**Prompt**
Once you reach the line containing "for i in 0..rects.len()" in the data below, restate each line word for word up to and including the one containing "let averaged: Vec<FaceRegion> = totals".

***** Entries provided *****

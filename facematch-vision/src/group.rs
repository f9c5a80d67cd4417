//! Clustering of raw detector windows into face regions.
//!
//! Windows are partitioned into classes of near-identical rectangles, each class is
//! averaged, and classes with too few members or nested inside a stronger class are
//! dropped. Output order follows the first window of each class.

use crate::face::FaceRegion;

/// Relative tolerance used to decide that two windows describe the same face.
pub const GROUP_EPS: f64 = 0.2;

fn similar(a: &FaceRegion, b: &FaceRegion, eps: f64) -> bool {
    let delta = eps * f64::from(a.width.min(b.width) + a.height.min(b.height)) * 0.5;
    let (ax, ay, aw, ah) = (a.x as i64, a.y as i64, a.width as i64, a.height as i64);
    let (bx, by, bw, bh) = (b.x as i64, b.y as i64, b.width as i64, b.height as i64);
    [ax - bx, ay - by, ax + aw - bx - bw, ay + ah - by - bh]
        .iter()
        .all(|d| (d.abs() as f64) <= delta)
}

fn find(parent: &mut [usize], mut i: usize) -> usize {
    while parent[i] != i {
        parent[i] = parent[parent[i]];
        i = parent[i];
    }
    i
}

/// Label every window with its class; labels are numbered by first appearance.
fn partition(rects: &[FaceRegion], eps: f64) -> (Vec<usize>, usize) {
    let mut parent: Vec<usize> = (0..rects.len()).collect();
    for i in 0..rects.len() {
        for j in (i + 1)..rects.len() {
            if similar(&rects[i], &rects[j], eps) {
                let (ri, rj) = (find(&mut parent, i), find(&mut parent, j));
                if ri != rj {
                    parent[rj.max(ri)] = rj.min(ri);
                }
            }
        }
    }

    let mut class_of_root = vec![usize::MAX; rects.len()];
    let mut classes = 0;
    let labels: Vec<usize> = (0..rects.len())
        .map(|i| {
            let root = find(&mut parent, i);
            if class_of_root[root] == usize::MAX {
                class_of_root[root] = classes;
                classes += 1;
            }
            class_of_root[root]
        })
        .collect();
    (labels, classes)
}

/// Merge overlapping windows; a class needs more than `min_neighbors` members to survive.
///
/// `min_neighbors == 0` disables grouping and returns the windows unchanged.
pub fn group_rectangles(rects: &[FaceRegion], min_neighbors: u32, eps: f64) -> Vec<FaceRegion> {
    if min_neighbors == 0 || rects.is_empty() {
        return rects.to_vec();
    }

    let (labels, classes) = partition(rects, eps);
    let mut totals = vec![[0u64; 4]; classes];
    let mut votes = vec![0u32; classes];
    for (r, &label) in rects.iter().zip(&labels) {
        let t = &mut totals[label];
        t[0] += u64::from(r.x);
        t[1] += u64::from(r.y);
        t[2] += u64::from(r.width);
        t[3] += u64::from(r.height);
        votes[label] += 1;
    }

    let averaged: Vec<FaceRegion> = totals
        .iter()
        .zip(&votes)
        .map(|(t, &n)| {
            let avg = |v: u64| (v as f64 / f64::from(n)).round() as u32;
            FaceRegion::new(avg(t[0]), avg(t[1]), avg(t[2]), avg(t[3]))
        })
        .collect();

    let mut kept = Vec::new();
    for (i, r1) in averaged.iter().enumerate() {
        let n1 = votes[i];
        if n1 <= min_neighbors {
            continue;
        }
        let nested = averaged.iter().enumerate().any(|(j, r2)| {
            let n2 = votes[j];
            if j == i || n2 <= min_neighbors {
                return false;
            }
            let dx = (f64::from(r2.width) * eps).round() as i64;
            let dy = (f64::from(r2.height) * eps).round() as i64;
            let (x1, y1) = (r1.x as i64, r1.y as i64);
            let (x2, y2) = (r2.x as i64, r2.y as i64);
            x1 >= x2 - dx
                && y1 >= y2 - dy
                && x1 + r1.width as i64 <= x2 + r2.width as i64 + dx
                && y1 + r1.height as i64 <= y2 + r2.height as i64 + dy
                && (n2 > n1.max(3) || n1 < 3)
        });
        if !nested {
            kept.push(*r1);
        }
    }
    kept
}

*****
***** Entries provided *****

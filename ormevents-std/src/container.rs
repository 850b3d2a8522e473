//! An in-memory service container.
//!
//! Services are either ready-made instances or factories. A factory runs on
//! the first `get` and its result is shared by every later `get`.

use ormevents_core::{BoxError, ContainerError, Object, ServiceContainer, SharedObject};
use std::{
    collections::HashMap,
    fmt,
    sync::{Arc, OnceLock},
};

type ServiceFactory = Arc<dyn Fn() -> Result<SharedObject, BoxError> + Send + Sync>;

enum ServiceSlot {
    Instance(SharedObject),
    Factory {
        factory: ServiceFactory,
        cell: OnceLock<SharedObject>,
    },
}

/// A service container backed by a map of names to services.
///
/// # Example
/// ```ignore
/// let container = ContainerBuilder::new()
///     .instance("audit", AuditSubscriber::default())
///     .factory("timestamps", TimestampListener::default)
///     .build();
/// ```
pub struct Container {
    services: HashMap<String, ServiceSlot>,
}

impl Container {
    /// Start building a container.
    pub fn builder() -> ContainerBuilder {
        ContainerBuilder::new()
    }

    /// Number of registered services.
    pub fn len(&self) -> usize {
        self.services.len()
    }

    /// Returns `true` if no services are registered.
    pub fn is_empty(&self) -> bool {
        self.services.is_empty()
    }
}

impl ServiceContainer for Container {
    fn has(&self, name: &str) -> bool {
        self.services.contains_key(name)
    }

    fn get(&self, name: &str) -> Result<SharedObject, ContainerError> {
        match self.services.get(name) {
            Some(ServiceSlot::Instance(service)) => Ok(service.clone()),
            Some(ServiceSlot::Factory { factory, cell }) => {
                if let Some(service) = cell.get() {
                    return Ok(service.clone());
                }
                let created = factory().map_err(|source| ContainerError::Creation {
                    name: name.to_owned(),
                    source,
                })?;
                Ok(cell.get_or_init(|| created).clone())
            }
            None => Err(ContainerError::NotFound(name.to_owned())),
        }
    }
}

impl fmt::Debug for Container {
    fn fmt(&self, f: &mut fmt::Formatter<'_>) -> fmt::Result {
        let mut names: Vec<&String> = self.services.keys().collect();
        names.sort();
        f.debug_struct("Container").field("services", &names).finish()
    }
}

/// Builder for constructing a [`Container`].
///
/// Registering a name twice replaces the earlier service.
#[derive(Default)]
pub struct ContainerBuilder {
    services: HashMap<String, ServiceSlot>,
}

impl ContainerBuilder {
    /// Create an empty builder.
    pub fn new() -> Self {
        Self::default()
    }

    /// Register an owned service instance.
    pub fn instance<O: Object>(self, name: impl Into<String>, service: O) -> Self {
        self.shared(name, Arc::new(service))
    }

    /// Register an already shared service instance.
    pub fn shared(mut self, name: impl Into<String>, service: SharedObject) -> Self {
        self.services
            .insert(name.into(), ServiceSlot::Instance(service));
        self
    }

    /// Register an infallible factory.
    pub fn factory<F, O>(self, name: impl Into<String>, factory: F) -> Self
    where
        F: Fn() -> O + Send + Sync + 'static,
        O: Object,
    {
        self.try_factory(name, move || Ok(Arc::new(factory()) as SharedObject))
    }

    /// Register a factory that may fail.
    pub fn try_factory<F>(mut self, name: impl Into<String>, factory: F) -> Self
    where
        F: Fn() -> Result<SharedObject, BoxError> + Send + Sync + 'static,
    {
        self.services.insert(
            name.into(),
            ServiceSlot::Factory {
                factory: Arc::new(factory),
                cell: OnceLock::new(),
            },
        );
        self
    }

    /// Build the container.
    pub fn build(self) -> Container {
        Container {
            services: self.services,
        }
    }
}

*****

**Solution**
    for i in 0..rects.len() {
        for j in (i + 1)..rects.len() {
            if similar(&rects[i], &rects[j], eps) {
                let (ri, rj) = (find(&mut parent, i), find(&mut parent, j));
                if ri != rj {
                    parent[rj.max(ri)] = rj.min(ri);
                }
            }
        }
    }

    let mut class_of_root = vec![usize::MAX; rects.len()];
    let mut classes = 0;
    let labels: Vec<usize> = (0..rects.len())
        .map(|i| {
            let root = find(&mut parent, i);
            if class_of_root[root] == usize::MAX {
                class_of_root[root] = classes;
                classes += 1;
            }
            class_of_root[root]
        })
        .collect();
    (labels, classes)
}

/// Merge overlapping windows; a class needs more than `min_neighbors` members to survive.
///
/// `min_neighbors == 0` disables grouping and returns the windows unchanged.
pub fn group_rectangles(rects: &[FaceRegion], min_neighbors: u32, eps: f64) -> Vec<FaceRegion> {
    if min_neighbors == 0 || rects.is_empty() {
        return rects.to_vec();
    }

    let (labels, classes) = partition(rects, eps);
    let mut totals = vec![[0u64; 4]; classes];
    let mut votes = vec![0u32; classes];
    for (r, &label) in rects.iter().zip(&labels) {
        let t = &mut totals[label];
        t[0] += u64::from(r.x);
        t[1] += u64::from(r.y);
        t[2] += u64::from(r.width);
        t[3] += u64::from(r.height);
        votes[label] += 1;
    }

    let averaged: Vec<FaceRegion> = totals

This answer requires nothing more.